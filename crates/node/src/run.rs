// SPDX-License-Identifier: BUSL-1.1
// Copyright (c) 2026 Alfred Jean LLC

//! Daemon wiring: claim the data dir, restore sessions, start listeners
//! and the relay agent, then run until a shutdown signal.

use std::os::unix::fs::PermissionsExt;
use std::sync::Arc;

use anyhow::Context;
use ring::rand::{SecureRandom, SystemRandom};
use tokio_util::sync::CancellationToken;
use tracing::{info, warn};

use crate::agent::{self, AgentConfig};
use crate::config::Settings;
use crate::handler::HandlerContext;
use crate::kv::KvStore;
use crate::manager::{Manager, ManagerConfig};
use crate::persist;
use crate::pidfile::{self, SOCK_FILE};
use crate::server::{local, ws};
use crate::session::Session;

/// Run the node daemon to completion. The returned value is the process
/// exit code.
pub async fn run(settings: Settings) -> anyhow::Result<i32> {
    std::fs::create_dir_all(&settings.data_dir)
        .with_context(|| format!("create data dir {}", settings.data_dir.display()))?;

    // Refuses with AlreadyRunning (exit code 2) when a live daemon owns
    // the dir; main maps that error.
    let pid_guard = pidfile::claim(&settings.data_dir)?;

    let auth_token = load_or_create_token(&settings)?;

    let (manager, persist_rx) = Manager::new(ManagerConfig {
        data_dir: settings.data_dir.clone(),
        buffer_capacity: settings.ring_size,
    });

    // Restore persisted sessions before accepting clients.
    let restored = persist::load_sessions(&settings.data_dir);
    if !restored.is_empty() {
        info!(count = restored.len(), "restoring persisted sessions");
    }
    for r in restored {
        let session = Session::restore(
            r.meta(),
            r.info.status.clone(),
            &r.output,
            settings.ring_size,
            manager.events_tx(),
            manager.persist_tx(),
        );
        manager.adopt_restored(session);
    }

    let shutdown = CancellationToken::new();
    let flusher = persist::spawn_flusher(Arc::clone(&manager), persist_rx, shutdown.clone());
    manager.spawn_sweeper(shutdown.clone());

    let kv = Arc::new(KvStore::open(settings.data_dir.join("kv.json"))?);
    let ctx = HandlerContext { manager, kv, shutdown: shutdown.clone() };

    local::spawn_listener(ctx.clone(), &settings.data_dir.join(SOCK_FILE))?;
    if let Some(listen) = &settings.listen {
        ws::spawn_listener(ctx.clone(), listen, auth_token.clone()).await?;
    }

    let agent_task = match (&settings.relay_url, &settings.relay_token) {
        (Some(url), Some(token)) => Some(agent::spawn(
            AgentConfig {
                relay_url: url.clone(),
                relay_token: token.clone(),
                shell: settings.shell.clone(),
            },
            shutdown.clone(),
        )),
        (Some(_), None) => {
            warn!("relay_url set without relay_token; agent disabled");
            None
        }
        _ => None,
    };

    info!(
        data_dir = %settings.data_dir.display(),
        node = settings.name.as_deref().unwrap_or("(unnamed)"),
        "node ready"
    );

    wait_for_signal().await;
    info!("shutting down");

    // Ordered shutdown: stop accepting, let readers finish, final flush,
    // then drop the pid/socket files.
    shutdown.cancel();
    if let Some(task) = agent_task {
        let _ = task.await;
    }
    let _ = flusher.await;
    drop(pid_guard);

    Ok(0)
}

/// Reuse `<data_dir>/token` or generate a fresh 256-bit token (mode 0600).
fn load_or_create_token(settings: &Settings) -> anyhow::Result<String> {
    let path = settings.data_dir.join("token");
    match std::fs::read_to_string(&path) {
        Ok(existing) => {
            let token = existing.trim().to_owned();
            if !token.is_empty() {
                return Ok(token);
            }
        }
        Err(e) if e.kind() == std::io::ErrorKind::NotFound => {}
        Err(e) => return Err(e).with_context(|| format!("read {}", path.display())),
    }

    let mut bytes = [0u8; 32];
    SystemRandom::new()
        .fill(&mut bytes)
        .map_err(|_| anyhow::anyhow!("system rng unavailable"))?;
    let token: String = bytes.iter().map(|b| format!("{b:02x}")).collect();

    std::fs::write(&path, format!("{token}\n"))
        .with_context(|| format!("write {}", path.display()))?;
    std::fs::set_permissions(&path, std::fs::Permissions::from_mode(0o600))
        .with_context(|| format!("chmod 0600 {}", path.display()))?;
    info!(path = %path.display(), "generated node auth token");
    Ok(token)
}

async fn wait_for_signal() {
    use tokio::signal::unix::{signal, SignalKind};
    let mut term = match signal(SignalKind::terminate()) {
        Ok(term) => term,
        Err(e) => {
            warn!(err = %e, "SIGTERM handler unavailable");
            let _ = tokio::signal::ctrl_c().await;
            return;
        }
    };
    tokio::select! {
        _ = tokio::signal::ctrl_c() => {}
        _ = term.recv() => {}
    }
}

□ □ □ □ □ □ □

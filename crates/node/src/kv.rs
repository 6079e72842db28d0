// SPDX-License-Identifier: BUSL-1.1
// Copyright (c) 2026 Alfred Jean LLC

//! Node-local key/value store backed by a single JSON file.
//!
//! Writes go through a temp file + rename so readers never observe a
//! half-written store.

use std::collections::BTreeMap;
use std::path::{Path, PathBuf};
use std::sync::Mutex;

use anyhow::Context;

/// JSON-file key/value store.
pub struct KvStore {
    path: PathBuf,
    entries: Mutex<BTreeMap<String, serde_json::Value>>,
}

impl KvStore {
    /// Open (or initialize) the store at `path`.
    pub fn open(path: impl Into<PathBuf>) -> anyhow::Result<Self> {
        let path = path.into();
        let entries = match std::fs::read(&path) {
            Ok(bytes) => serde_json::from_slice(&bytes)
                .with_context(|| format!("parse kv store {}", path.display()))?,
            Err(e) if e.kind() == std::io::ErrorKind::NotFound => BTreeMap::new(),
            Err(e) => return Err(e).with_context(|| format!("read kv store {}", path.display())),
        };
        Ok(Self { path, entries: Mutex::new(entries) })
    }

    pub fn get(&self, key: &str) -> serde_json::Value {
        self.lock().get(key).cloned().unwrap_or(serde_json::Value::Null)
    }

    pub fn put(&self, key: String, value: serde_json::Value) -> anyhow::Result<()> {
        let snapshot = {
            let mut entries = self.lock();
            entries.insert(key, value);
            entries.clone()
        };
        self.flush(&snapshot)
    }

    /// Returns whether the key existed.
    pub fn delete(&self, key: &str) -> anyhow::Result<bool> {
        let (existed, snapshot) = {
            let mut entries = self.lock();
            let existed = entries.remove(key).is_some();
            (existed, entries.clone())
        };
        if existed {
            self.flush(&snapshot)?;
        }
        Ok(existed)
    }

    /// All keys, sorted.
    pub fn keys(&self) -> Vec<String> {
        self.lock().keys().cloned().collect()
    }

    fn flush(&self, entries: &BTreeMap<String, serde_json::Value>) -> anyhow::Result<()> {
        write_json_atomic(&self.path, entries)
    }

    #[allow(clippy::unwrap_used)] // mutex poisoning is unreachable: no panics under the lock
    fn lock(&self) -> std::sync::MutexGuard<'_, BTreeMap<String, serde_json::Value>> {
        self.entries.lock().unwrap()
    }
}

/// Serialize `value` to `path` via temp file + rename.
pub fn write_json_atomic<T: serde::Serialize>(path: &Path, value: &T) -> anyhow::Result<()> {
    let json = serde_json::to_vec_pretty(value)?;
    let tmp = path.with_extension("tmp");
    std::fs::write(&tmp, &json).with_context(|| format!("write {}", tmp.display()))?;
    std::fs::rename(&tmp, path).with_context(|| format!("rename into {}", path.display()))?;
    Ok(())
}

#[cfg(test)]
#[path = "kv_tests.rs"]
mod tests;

□ □ □ □ □ □ □

> ASSIGNMENT
Your job is to copy out every line from the records above that has the word "rename".

> ANSWER
//! Writes go through a temp file + rename so readers never observe a
/// Serialize `value` to `path` via temp file + rename.
    std::fs::rename(&tmp, path).with_context(|| format!("rename into {}", path.display()))?;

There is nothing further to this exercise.